WORK REQUEST
Could you set down all of the data again, exactly as it stands?

MATERIAL FOR THE TASK
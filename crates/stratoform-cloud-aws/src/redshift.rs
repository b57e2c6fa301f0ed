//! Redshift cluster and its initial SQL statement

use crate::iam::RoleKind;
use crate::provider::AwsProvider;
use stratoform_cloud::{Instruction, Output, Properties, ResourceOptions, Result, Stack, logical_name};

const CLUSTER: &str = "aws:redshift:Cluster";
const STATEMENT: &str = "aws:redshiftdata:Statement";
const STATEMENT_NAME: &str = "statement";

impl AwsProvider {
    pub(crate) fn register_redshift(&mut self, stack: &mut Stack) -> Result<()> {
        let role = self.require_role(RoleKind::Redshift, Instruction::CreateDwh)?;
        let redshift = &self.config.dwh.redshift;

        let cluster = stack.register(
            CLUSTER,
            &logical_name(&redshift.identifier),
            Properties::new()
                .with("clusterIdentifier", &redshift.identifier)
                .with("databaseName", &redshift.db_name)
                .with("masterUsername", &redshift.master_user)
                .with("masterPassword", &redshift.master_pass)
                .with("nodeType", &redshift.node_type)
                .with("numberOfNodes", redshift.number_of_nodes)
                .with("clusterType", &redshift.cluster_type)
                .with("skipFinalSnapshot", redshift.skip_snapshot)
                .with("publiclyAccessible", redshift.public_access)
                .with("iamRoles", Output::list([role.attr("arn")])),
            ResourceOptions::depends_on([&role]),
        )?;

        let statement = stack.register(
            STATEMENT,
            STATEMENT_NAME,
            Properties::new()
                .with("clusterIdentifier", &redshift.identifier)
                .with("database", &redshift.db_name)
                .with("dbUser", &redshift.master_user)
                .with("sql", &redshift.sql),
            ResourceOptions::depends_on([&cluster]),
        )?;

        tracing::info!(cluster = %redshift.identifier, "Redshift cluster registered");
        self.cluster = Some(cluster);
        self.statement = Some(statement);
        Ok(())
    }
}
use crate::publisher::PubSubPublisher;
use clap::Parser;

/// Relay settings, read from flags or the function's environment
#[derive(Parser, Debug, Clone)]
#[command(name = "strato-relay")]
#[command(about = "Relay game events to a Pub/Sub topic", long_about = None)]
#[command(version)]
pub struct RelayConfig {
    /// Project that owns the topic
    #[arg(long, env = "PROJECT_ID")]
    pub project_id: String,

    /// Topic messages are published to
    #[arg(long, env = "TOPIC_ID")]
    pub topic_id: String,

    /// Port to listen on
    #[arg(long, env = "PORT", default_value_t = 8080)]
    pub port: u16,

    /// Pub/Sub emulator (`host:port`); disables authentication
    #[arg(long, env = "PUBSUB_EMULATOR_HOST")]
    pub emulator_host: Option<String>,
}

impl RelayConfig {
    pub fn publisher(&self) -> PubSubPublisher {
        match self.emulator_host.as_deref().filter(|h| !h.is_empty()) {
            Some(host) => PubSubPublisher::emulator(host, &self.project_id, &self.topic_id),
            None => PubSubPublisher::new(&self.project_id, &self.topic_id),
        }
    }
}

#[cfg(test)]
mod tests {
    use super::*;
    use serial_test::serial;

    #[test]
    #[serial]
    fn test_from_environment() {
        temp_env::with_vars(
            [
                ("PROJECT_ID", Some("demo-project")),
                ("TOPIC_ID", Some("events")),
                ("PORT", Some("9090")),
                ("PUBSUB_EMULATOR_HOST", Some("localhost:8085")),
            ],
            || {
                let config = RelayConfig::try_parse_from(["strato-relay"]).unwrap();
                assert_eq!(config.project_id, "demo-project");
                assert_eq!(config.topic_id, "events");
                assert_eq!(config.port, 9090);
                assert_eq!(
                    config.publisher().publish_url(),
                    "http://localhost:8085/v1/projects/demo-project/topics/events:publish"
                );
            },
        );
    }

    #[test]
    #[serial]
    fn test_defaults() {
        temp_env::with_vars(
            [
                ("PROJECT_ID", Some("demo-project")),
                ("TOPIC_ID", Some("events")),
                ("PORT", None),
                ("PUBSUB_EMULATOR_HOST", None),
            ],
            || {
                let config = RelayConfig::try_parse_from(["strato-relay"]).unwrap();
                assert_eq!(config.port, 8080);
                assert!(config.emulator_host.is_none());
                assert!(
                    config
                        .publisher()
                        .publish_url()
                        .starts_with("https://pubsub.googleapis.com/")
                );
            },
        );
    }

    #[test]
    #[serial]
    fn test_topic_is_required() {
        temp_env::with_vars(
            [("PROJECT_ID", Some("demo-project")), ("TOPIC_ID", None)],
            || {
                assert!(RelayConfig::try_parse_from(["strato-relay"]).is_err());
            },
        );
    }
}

WORKED SOLUTION
filename crates/stratoform-cloud-aws/src/redshift.rs
repository b57e2c6fa301f0ed
//! Redshift cluster and its initial SQL statement

use crate::iam::RoleKind;
use crate::provider::AwsProvider;
use stratoform_cloud::{Instruction, Output, Properties, ResourceOptions, Result, Stack, logical_name};

const CLUSTER: &str = "aws:redshift:Cluster";
const STATEMENT: &str = "aws:redshiftdata:Statement";
const STATEMENT_NAME: &str = "statement";

impl AwsProvider {
    pub(crate) fn register_redshift(&mut self, stack: &mut Stack) -> Result<()> {
        let role = self.require_role(RoleKind::Redshift, Instruction::CreateDwh)?;
        let redshift = &self.config.dwh.redshift;

        let cluster = stack.register(
            CLUSTER,
            &logical_name(&redshift.identifier),
            Properties::new()
                .with("clusterIdentifier", &redshift.identifier)
                .with("databaseName", &redshift.db_name)
                .with("masterUsername", &redshift.master_user)
                .with("masterPassword", &redshift.master_pass)
                .with("nodeType", &redshift.node_type)
                .with("numberOfNodes", redshift.number_of_nodes)
                .with("clusterType", &redshift.cluster_type)
                .with("skipFinalSnapshot", redshift.skip_snapshot)
                .with("publiclyAccessible", redshift.public_access)
                .with("iamRoles", Output::list([role.attr("arn")])),
            ResourceOptions::depends_on([&role]),
        )?;

        let statement = stack.register(
            STATEMENT,
            STATEMENT_NAME,
            Properties::new()
                .with("clusterIdentifier", &redshift.identifier)
                .with("database", &redshift.db_name)
                .with("dbUser", &redshift.master_user)
                .with("sql", &redshift.sql),
            ResourceOptions::depends_on([&cluster]),
        )?;

        tracing::info!(cluster = %redshift.identifier, "Redshift cluster registered");
        self.cluster = Some(cluster);
        self.statement = Some(statement);
        Ok(())
    }
}
use crate::publisher::PubSubPublisher;
use clap::Parser;

/// Relay settings, read from flags or the function's environment
#[derive(Parser, Debug, Clone)]
#[command(name = "strato-relay")]
#[command(about = "Relay game events to a Pub/Sub topic", long_about = None)]
#[command(version)]
pub struct RelayConfig {
    /// Project that owns the topic
    #[arg(long, env = "PROJECT_ID")]
    pub project_id: String,

    /// Topic messages are published to
    #[arg(long, env = "TOPIC_ID")]
    pub topic_id: String,

    /// Port to listen on
    #[arg(long, env = "PORT", default_value_t = 8080)]
    pub port: u16,

    /// Pub/Sub emulator (`host:port`); disables authentication
    #[arg(long, env = "PUBSUB_EMULATOR_HOST")]
    pub emulator_host: Option<String>,
}

impl RelayConfig {
    pub fn publisher(&self) -> PubSubPublisher {
        match self.emulator_host.as_deref().filter(|h| !h.is_empty()) {
            Some(host) => PubSubPublisher::emulator(host, &self.project_id, &self.topic_id),
            None => PubSubPublisher::new(&self.project_id, &self.topic_id),
        }
    }
}

#[cfg(test)]
mod tests {
    use super::*;
    use serial_test::serial;

    #[test]
    #[serial]
    fn test_from_environment() {
        temp_env::with_vars(
            [
                ("PROJECT_ID", Some("demo-project")),
                ("TOPIC_ID", Some("events")),
                ("PORT", Some("9090")),
                ("PUBSUB_EMULATOR_HOST", Some("localhost:8085")),
            ],
            || {
                let config = RelayConfig::try_parse_from(["strato-relay"]).unwrap();
                assert_eq!(config.project_id, "demo-project");
                assert_eq!(config.topic_id, "events");
                assert_eq!(config.port, 9090);
                assert_eq!(
                    config.publisher().publish_url(),
                    "http://localhost:8085/v1/projects/demo-project/topics/events:publish"
                );
            },
        );
    }

    #[test]
    #[serial]
    fn test_defaults() {
        temp_env::with_vars(
            [
                ("PROJECT_ID", Some("demo-project")),
                ("TOPIC_ID", Some("events")),
                ("PORT", None),
                ("PUBSUB_EMULATOR_HOST", None),
            ],
            || {
                let config = RelayConfig::try_parse_from(["strato-relay"]).unwrap();
                assert_eq!(config.port, 8080);
                assert!(config.emulator_host.is_none());
                assert!(
                    config
                        .publisher()
                        .publish_url()
                        .starts_with("https://pubsub.googleapis.com/")
                );
            },
        );
    }

    #[test]
    #[serial]
    fn test_topic_is_required() {
        temp_env::with_vars(
            [("PROJECT_ID", Some("demo-project")), ("TOPIC_ID", None)],
            || {
                assert!(RelayConfig::try_parse_from(["strato-relay"]).is_err());
            },
        );
    }
}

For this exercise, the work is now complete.